* _HOW TO COMPLETE THIS TASK_
Only the number is wanted: how many lines below contain "found"?

-- INPUT DATA follows --

//! The authoritative balance table and its operations
//!
//! Exactly one logical writer mutates the table: the apply loop in
//! [`crate::apply`]. Everything else is either a read under the shared
//! lock (`lookup`, `prefix_search`, `snapshot`) or a write-intent that
//! never touches the table directly (`propose`).

use crate::apply::ReplicaState;
use crate::consensus::{ProposalSender, SnapshotLoader};
use crate::metrics::Metrics;
use crate::transaction::Transaction;
use crate::types::{Account, Amount, Currency, PublicKey};
use crate::{Error, Result};
use parking_lot::RwLock;
use std::collections::{BTreeMap, BTreeSet};
use std::sync::Arc;

/// Per-identity balance table, ordered for deterministic serialization
pub type BalanceTable = BTreeMap<PublicKey, Account>;

/// Replicated wallet ledger: one identical instance runs on every cluster
/// node, fed by the same totally ordered commit stream.
pub struct Ledger {
    /// Balance table; one entry per identity ever touched
    table: RwLock<BalanceTable>,

    /// Outbound proposal channel into the consensus engine
    proposals: ProposalSender,

    /// Snapshot source for replay boundaries
    snapshots: Arc<dyn SnapshotLoader>,

    /// Identities this node reports notices for
    watched: BTreeSet<PublicKey>,

    /// Replica lifecycle state, owned by the apply loop
    state: RwLock<ReplicaState>,

    /// Counters
    metrics: Metrics,
}

impl Ledger {
    /// Create an empty ledger wired to the consensus channels.
    ///
    /// The ledger starts in [`ReplicaState::Bootstrapping`]; spawning the
    /// apply loop moves it to replay.
    pub fn new(proposals: ProposalSender, snapshots: Arc<dyn SnapshotLoader>) -> Result<Self> {
        Ok(Self {
            table: RwLock::new(BTreeMap::new()),
            proposals,
            snapshots,
            watched: BTreeSet::new(),
            state: RwLock::new(ReplicaState::Bootstrapping),
            metrics: Metrics::new()?,
        })
    }

    /// Set the identities whose activity this node logs notices for
    pub fn with_watched_keys(mut self, keys: BTreeSet<PublicKey>) -> Self {
        self.watched = keys;
        self
    }

    /// Verify and submit a transaction for replication.
    ///
    /// Success means accepted into replication, not committed: no commit
    /// acknowledgement ever flows back through this call. The send blocks
    /// while the consensus intake is saturated; callers needing bounded
    /// latency must wrap this with their own cancellation.
    pub async fn propose(&self, tx: &Transaction) -> Result<()> {
        if !tx.is_verified() {
            return Err(Error::InvalidSignature(
                "provided signature does not match the public key".to_string(),
            ));
        }

        let bytes = tx.to_bytes()?;
        self.proposals
            .send(bytes)
            .await
            .map_err(|_| Error::Consensus("proposal intake closed".to_string()))?;
        self.metrics.proposals_total.inc();

        Ok(())
    }

    /// Point read of one identity's balances
    pub fn lookup(&self, key: &PublicKey) -> Option<Account> {
        self.table.read().get(key).cloned()
    }

    /// Find the unique identity whose hex encoding starts with `prefix`.
    ///
    /// Returns a match only when exactly one exists; an ambiguous prefix
    /// is treated as not found.
    pub fn prefix_search(&self, prefix: &str) -> Option<PublicKey> {
        let table = self.table.read();
        let mut matches = table
            .keys()
            .filter(|key| key.to_hex().starts_with(prefix));

        let first = *matches.next()?;
        if matches.next().is_some() {
            return None;
        }
        Some(first)
    }

    /// Serialize the full balance table for external persistence.
    ///
    /// The encoding is structural and ordered, so re-serializing a
    /// restored table reproduces the same bytes on every node.
    pub fn snapshot(&self) -> Result<Vec<u8>> {
        let table = self.table.read();
        Ok(bincode::serialize(&*table)?)
    }

    /// Replace the balance table wholesale from snapshot bytes
    pub fn restore_from_snapshot(&self, snapshot: &[u8]) -> Result<()> {
        let table: BalanceTable = bincode::deserialize(snapshot)
            .map_err(|e| Error::Snapshot(format!("malformed snapshot: {}", e)))?;
        *self.table.write() = table;
        self.metrics.snapshot_restores_total.inc();
        Ok(())
    }

    /// Check that `key` can cover `amount` in `currency`: the balance
    /// minus the amount must remain non-negative in both fields.
    pub fn check_balance(
        &self,
        key: &PublicKey,
        currency: &Currency,
        amount: Amount,
    ) -> Result<()> {
        let table = self.table.read();
        let account = table.get(key).ok_or_else(|| {
            Error::InsufficientBalance(format!("no account for {}", key.short()))
        })?;

        let held = account.balance(currency);
        let remaining = held.subtract(amount);
        if !remaining.is_positive() {
            return Err(Error::InsufficientBalance(format!(
                "need {}, only have {}, would end up with {}",
                amount, held, remaining
            )));
        }

        Ok(())
    }

    /// Current replica lifecycle state
    pub fn state(&self) -> ReplicaState {
        *self.state.read()
    }

    /// Counters for this ledger instance
    pub fn metrics(&self) -> &Metrics {
        &self.metrics
    }

    pub(crate) fn set_state(&self, state: ReplicaState) {
        *self.state.write() = state;
    }

    pub(crate) fn is_watched(&self, key: &PublicKey) -> bool {
        self.watched.contains(key)
    }

    /// Apply a validated transaction under the exclusive lock.
    ///
    /// Accounts are replaced as whole values, never mutated field by
    /// field in place. The destination is read before the source debit
    /// is written, so a self-transfer credits the pre-debit balance and
    /// nets positive.
    pub(crate) fn apply(&self, tx: &Transaction) {
        let transfer = Account::single(tx.currency.clone(), tx.amount);
        let mut table = self.table.write();

        let credited = table.get(&tx.dest).cloned().unwrap_or_default();

        if !tx.create {
            if let Some(src) = tx.src {
                let debited = table.get(&src).cloned().unwrap_or_default();
                table.insert(src, debited.subtract(&transfer));
            }
        }

        table.insert(tx.dest, credited.subtract(&transfer.inverse()));

        self.metrics.commits_applied_total.inc();
    }

    /// Handle a replay-boundary sentinel: reload the persisted snapshot if
    /// one exists; absence is normal at startup. Any loader or parse
    /// failure is fatal to the apply loop.
    pub(crate) fn reload_snapshot(&self) -> Result<()> {
        match self.snapshots.load()? {
            Some(snapshot) => {
                tracing::info!(bytes = snapshot.len(), "loading snapshot");
                self.restore_from_snapshot(&snapshot)
            }
            None => Ok(()),
        }
    }
}

#[cfg(test)]
mod tests {
    use super::*;
    use crate::consensus::{InMemorySnapshots, NoSnapshots};
    use crate::crypto::KeyPair;
    use tokio::sync::mpsc;

    fn test_ledger() -> (Ledger, mpsc::Receiver<Vec<u8>>) {
        let (tx, rx) = mpsc::channel(8);
        let ledger = Ledger::new(tx, Arc::new(NoSnapshots)).unwrap();
        (ledger, rx)
    }

    fn creation(dest: PublicKey, amount: Amount) -> Transaction {
        Transaction::new(None, Some(dest), "usd".into(), amount, true).unwrap()
    }

    #[tokio::test]
    async fn test_propose_sends_encoded_transaction() {
        let (ledger, mut rx) = test_ledger();
        let dest = KeyPair::generate().public_key();
        let tx = creation(dest, Amount::new(100, 0));

        ledger.propose(&tx).await.unwrap();

        let bytes = rx.recv().await.unwrap();
        let decoded = Transaction::from_bytes(&bytes).unwrap();
        assert_eq!(decoded, tx);
        assert_eq!(ledger.metrics().proposals_total.get(), 1);
    }

    #[tokio::test]
    async fn test_propose_rejects_bad_signature() {
        let (ledger, mut rx) = test_ledger();
        let alice = KeyPair::generate();
        let bob = KeyPair::generate();

        // unsigned transfer
        let tx = Transaction::new(
            Some(alice.public_key()),
            Some(bob.public_key()),
            "usd".into(),
            Amount::new(1, 0),
            false,
        )
        .unwrap();

        let err = ledger.propose(&tx).await.unwrap_err();
        assert!(matches!(err, Error::InvalidSignature(_)));
        assert!(rx.try_recv().is_err());
    }

    #[test]
    fn test_apply_creation_then_lookup() {
        let (ledger, _rx) = test_ledger();
        let dest = KeyPair::generate().public_key();

        ledger.apply(&creation(dest, Amount::new(100, 0)));

        let account = ledger.lookup(&dest).unwrap();
        assert_eq!(account.balance(&"usd".into()), Amount::new(100, 0));
    }

    #[test]
    fn test_apply_transfer_moves_balance() {
        let (ledger, _rx) = test_ledger();
        let alice = KeyPair::generate();
        let bob = KeyPair::generate().public_key();

        ledger.apply(&creation(alice.public_key(), Amount::new(100, 0)));

        let mut tx = Transaction::new(
            Some(alice.public_key()),
            Some(bob),
            "usd".into(),
            Amount::new(40, 0),
            false,
        )
        .unwrap();
        tx.sign(&alice).unwrap();
        ledger.apply(&tx);

        assert_eq!(
            ledger.lookup(&alice.public_key()).unwrap().balance(&"usd".into()),
            Amount::new(60, 0)
        );
        assert_eq!(
            ledger.lookup(&bob).unwrap().balance(&"usd".into()),
            Amount::new(40, 0)
        );
    }

    #[test]
    fn test_apply_self_transfer_credits_pre_debit_balance() {
        let (ledger, _rx) = test_ledger();
        let alice = KeyPair::generate();

        ledger.apply(&creation(alice.public_key(), Amount::new(100, 0)));

        let mut tx = Transaction::new(
            Some(alice.public_key()),
            Some(alice.public_key()),
            "usd".into(),
            Amount::new(40, 0),
            false,
        )
        .unwrap();
        tx.sign(&alice).unwrap();
        ledger.apply(&tx);

        // the credit reads the balance as it stood before the debit was
        // written, so sending to yourself nets the amount
        assert_eq!(
            ledger
                .lookup(&alice.public_key())
                .unwrap()
                .balance(&"usd".into()),
            Amount::new(140, 0)
        );
    }

    #[test]
    fn test_check_balance() {
        let (ledger, _rx) = test_ledger();
        let key = KeyPair::generate().public_key();
        ledger.apply(&creation(key, Amount::new(60, 0)));

        // covered
        assert!(ledger
            .check_balance(&key, &"usd".into(), Amount::new(60, 0))
            .is_ok());

        // overdraft
        let err = ledger
            .check_balance(&key, &"usd".into(), Amount::new(1000, 0))
            .unwrap_err();
        assert!(matches!(err, Error::InsufficientBalance(_)));

        // account that has never been touched
        let stranger = KeyPair::generate().public_key();
        assert!(ledger
            .check_balance(&stranger, &"usd".into(), Amount::new(1, 0))
            .is_err());
    }

    #[test]
    fn test_lookup_missing() {
        let (ledger, _rx) = test_ledger();
        let key = KeyPair::generate().public_key();
        assert!(ledger.lookup(&key).is_none());
    }

    #[test]
    fn test_prefix_search_unique_and_ambiguous() {
        let (ledger, _rx) = test_ledger();

        let mut a = [0u8; 32];
        a[..4].copy_from_slice(&[0xde, 0xad, 0xbe, 0xef]);
        let mut b = [0u8; 32];
        b[..4].copy_from_slice(&[0x12, 0x34, 0xbe, 0xef]);
        let key_a = PublicKey::from_bytes(a);
        let key_b = PublicKey::from_bytes(b);

        ledger.apply(&creation(key_a, Amount::new(1, 0)));
        ledger.apply(&creation(key_b, Amount::new(1, 0)));

        assert_eq!(ledger.prefix_search("deadbeef"), Some(key_a));
        assert_eq!(ledger.prefix_search("1234"), Some(key_b));
        // both keys share the empty prefix: ambiguous, so not found
        assert_eq!(ledger.prefix_search(""), None);
        assert_eq!(ledger.prefix_search("ffff"), None);
    }

    #[test]
    fn test_snapshot_round_trip_bytes() {
        let (ledger, _rx) = test_ledger();
        let alice = KeyPair::generate().public_key();
        let bob = KeyPair::generate().public_key();
        ledger.apply(&creation(alice, Amount::new(100, 0)));
        ledger.apply(&creation(bob, Amount::new(5, 25)));

        let snapshot = ledger.snapshot().unwrap();

        let (restored, _rx2) = test_ledger();
        restored.restore_from_snapshot(&snapshot).unwrap();

        assert_eq!(restored.snapshot().unwrap(), snapshot);
        assert_eq!(
            restored.lookup(&alice).unwrap().balance(&"usd".into()),
            Amount::new(100, 0)
        );
    }

    #[test]
    fn test_restore_rejects_garbage() {
        let (ledger, _rx) = test_ledger();
        let err = ledger.restore_from_snapshot(&[0xff; 3]).unwrap_err();
        assert!(matches!(err, Error::Snapshot(_)));
    }

    #[test]
    fn test_reload_snapshot_absent_is_normal() {
        let (tx, _rx) = mpsc::channel(1);
        let store = Arc::new(InMemorySnapshots::new());
        let ledger = Ledger::new(tx, store.clone()).unwrap();

        ledger.reload_snapshot().unwrap();
        assert_eq!(ledger.metrics().snapshot_restores_total.get(), 0);

        let donor_key = KeyPair::generate().public_key();
        ledger.apply(&creation(donor_key, Amount::new(7, 0)));
        store.save(ledger.snapshot().unwrap());

        ledger.reload_snapshot().unwrap();
        assert_eq!(ledger.metrics().snapshot_restores_total.get(), 1);
    }
}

-- INPUT DATA concluded --

* _RESPONSE FOR THIS EXERCISE_
2